- Proton VPN blocks unique IP tunnel fingerprinting on iOS, researchers say
- Moles are among other porvids that remain vulnerable to the bug
- The issue stems from iOS network behavior
Proton VPN is the only VPN that successfully avoids internal tunnel IP fingerprinting on iOS, according to recent tests conducted by security researchers at Mysk.
Internal tunnel IP fingerprinting is the ability to correlate a VPN session using the ‘fingerprints’ left by a returning private IP address assigned inside a VPN tunnel.
Many of them best VPNs assign a static and unique IP address per session or device and leaves these traces.
The problem is that in the iOS ecosystem, apps can freely read the internal IP address of the VPN tunnel, which means it can be used as an additional tracking signal across apps.
Instead, Proton VPN assigns the same reserved local internal IP address – specifically 10.2.0.2 – to all users by removing the individual fingerprints left by your own online activity.
What the researchers found
Imagine you are a member of a private club and while visiting the building you leave your fingerprints everywhere.
Although no one can identify who they belong to, the fact that they are found on certain objects can give an idea of what a particular person has done.
This is actually the problem with iOS. When you have a stable internal IP address assigned by WireGuard – in any VPN – this acts as a digital fingerprint and iOS allows any app to read it. This in turn can be used as a shared identifier, making it easier for these apps to infer that they are running on the same device and within the same VPN session.
Proton VPN has chosen to address this issue directly. Using a new approach, users are all assigned the exact same internal IP address. This appears to be identical to those for all other users connecting to the service using the WireGuard protocol.
Using Loupe, we found that Proton VPN is the only VPN that prevents internal tunnel IP fingerprinting by assigning 10.2.0.2 to all users. Other VPNs, such as Mullvad, assign a static and unique IP per session. This allows iOS apps to track user sessions across apps. pic.twitter.com/zOyR8lZBWQ15 June 2026
This week, security researchers at Mysk used software they developed to illustrate the problem definitively. Using Loupe, they found that their iOS app reads a unique fingerprint while using Mullvad VPN, for example, but only reads a generic one while connected to Proton VPN.
While TechRadar confirms the findings regarding Proton, the team could not independently verify whether all other VPN services are affected.
However, Mullvad has previously pointed out issues related to having a static IP address and how this could bring privacy issues.
In January, the VPN provider, which is highly regarded for its rigid privacy stance and no-logs policy, already noted that keeping a static IP address for each device could be leaked via technologies like WebRTC and help identify and track user activity.
In its blog, Mullvad announced that it planned to introduce WG dynamic allocation to help with the problem. In May, the provider announced its intention to address another IP fingerprinting issue after researchers raised the issue.
An iOS issue
Researchers seem to confirm that the problem is at the platform level, suggesting that Apple’s operating system needs updates in its VPN handling rather than the other way around.
It is not yet clear whether Apple will actually fix these issues.
It’s also not the first time Apple’s platforms have clashed with VPNs.
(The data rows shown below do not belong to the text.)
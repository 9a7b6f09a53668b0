//! Core cryptographic primitives for chameleon signatures.
//!
//! - **crypto**: curve capability trait, secure randomness, hex encoding
//! - **curves**: concrete curve adapters (P-256, P-384)
//! - **gadgets**: keys, randomness, digests and commitments

/// Cryptographic primitives and traits.
pub mod crypto;
/// Concrete curve implementations.
pub mod curves;
/// Keys, randomness, digests and commitments.
pub mod gadgets;

pub use crypto::{from_hex, sample_scalar, to_hex, Curve, SampleRange, SecureRng, DIGEST_BYTES};
pub use curves::{CurveKind, P256, P384};
pub use gadgets::{Commitment, Digest, PublicKey, Randomness, SigningKey};
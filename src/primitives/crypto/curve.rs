use core::fmt::Debug;

use zeroize::Zeroize;

use crate::Result;

/// Size in bytes of a SHA-256 output, used for message hashes and digests.
pub const DIGEST_BYTES: usize = 32;

/// Elliptic-curve capability consumed by the chameleon hash.
///
/// Every signing, re-signing and verification routine is written against this
/// trait, so a new curve only needs an implementation here. Scalars live in the
/// prime field of order `N`, elements are points of the prime-order group
/// generated by `G`.
pub trait Curve: Clone + Debug + Send + Sync + 'static {
    /// Scalar type for this curve (integers modulo `N`).
    ///
    /// Scalars must be zeroizable for security.
    type Scalar: Clone + Debug + Eq + PartialEq + Zeroize + Send + Sync;

    /// Element type for this curve (points).
    type Element: Clone + Debug + Eq + PartialEq + Send + Sync;

    /// Byte length of a canonical big-endian scalar, `ceil(bitlen(N) / 8)`.
    const SCALAR_BYTES: usize;

    /// Bit length of the group order `N`.
    const ORDER_BITS: usize;

    /// Big-endian hex of the group order `N`.
    const ORDER_HEX: &'static str;

    /// Returns the name of this curve.
    fn name() -> &'static str;

    /// Returns the base point `G`.
    fn generator() -> Self::Element;

    /// Byte length of an uncompressed SEC1 point encoding.
    fn uncompressed_len() -> usize {
        1 + 2 * Self::SCALAR_BYTES
    }

    /// Parses a canonical big-endian scalar.
    ///
    /// The input must be exactly [`Curve::SCALAR_BYTES`] long and encode a value
    /// strictly below `N`. Zero is accepted.
    fn scalar_from_bytes(b: &[u8]) -> Result<Self::Scalar>;

    /// Serializes a scalar to its fixed-width big-endian form.
    fn scalar_to_bytes(s: &Self::Scalar) -> Vec<u8>;

    /// Interprets a SHA-256 output as a big-endian integer reduced modulo `N`.
    fn scalar_from_digest(digest: &[u8; DIGEST_BYTES]) -> Self::Scalar;

    /// Parses an uncompressed SEC1 point and checks it lies on the curve.
    fn element_from_bytes(b: &[u8]) -> Result<Self::Element>;

    /// Serializes an element in uncompressed SEC1 form.
    fn element_to_bytes(e: &Self::Element) -> Vec<u8>;

    /// Base-point scalar multiplication: `s * G`.
    fn base_mul(s: &Self::Scalar) -> Self::Element;

    /// Arbitrary-point scalar multiplication: `s * e`.
    fn scalar_mul(e: &Self::Element, s: &Self::Scalar) -> Self::Element;

    /// Point addition: `a + b`.
    fn element_add(a: &Self::Element, b: &Self::Element) -> Self::Element;

    /// Checks if an element is the point at infinity.
    fn is_identity(e: &Self::Element) -> bool;

    /// Adds two scalars modulo `N`.
    fn scalar_add(a: &Self::Scalar, b: &Self::Scalar) -> Self::Scalar;

    /// Subtracts two scalars modulo `N`.
    fn scalar_sub(a: &Self::Scalar, b: &Self::Scalar) -> Self::Scalar;

    /// Multiplies two scalars modulo `N`.
    fn scalar_mul_scalar(a: &Self::Scalar, b: &Self::Scalar) -> Self::Scalar;

    /// Computes the multiplicative inverse modulo `N`.
    ///
    /// Returns `None` if the scalar is zero.
    fn scalar_invert(s: &Self::Scalar) -> Option<Self::Scalar>;

    /// Checks if a scalar is zero.
    fn scalar_is_zero(s: &Self::Scalar) -> bool;
}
Both security researchers know Mysk and Mullvad have also publicly complained about another iOS behavior that could lead to a traffic leak during app updates.
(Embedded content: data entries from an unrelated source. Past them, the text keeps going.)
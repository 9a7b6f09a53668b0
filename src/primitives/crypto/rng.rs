//! Cryptographically secure randomness and uniform scalar sampling.

use rand_core::{CryptoRng, CryptoRngCore, OsRng, RngCore};
use tracing::trace;
use zeroize::Zeroizing;

use super::Curve;
use crate::{Error, Result};

/// Upper bound on redraws before sampling gives up.
///
/// For the supported curves a single draw is rejected with probability below
/// `2^-32`, so reaching this bound means the source is broken.
const MAX_SAMPLING_ATTEMPTS: usize = 256;

/// Masks keeping only the significant bits of the leading byte, indexed by
/// `bitlen(N) % 8`.
const LEADING_BYTE_MASK: [u8; 8] = [0xff, 0x01, 0x03, 0x07, 0x0f, 0x1f, 0x3f, 0x7f];

/// Cryptographically secure random number generator backed by the OS.
pub struct SecureRng(OsRng);

impl SecureRng {
    /// Creates a new generator reading from the operating system.
    pub fn new() -> Self {
        Self(OsRng)
    }
}

impl Default for SecureRng {
    fn default() -> Self {
        Self::new()
    }
}

impl RngCore for SecureRng {
    fn next_u32(&mut self) -> u32 {
        self.0.next_u32()
    }

    fn next_u64(&mut self) -> u64 {
        self.0.next_u64()
    }

    fn fill_bytes(&mut self, dest: &mut [u8]) {
        self.0.fill_bytes(dest)
    }

    fn try_fill_bytes(&mut self, dest: &mut [u8]) -> core::result::Result<(), rand_core::Error> {
        self.0.try_fill_bytes(dest)
    }
}

impl CryptoRng for SecureRng {}

/// Which end of the scalar range a sample may include.
#[derive(Clone, Copy, Debug, PartialEq, Eq)]
pub enum SampleRange {
    /// `[0, N)`, used for commitment randomness.
    IncludingZero,
    /// `(0, N)`, used for private keys.
    NonZero,
}

/// Draws a uniform scalar below the curve order by rejection sampling.
///
/// Reads `ceil(bitlen(N) / 8)` bytes per attempt, clears the bits above
/// `bitlen(N)` and redraws whenever the value is out of range. Failures of the
/// underlying source are surfaced as [`Error::RandomSource`] and never retried.
pub fn sample_scalar<C: Curve, R: CryptoRngCore + ?Sized>(
    rng: &mut R,
    range: SampleRange,
) -> Result<C::Scalar> {
    for attempt in 0..MAX_SAMPLING_ATTEMPTS {
        let mut buf = Zeroizing::new(vec![0u8; C::SCALAR_BYTES]);
        rng.try_fill_bytes(&mut buf)?;
        buf[0] &= LEADING_BYTE_MASK[C::ORDER_BITS % 8];

        let candidate = C::scalar_from_bytes(&buf);

        match candidate {
            Ok(s) if range == SampleRange::NonZero && C::scalar_is_zero(&s) => {
                trace!(curve = C::name(), attempt, "rejected zero scalar");
            }
            Ok(s) => return Ok(s),
            Err(_) => {
                trace!(curve = C::name(), attempt, "rejected scalar above group order");
            }
        }
    }

    Err(Error::RandomSource(format!(
        "no scalar below the {} group order after {MAX_SAMPLING_ATTEMPTS} draws",
        C::name()
    )))
}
In April, Mullvad decided to push an update to make its iOS app more secure by leveraging an iOS configuration option called include All networks to act as an airtight kill switch.
“We’ve decided that we don’t want to wait any longer, and we want to offer our users the best possible privacy and security, even if it comes with major UX limitations,” Mullvad said in his blog post, while admitting that traffic will continue to leak during the update process.
However, Apple does not seem to aim to solve this problem. Even in the latest iOS and iPad OS beta, Mysk found that the device’s real IP still leaks while updating a VPN app while it’s active.
At least for this ‘leak’ though, Mullvad users will now receive a notification in advance so they can choose the safest time to update. While IP fingerprinting is involved, non-Proton users may have a long wait for a fix.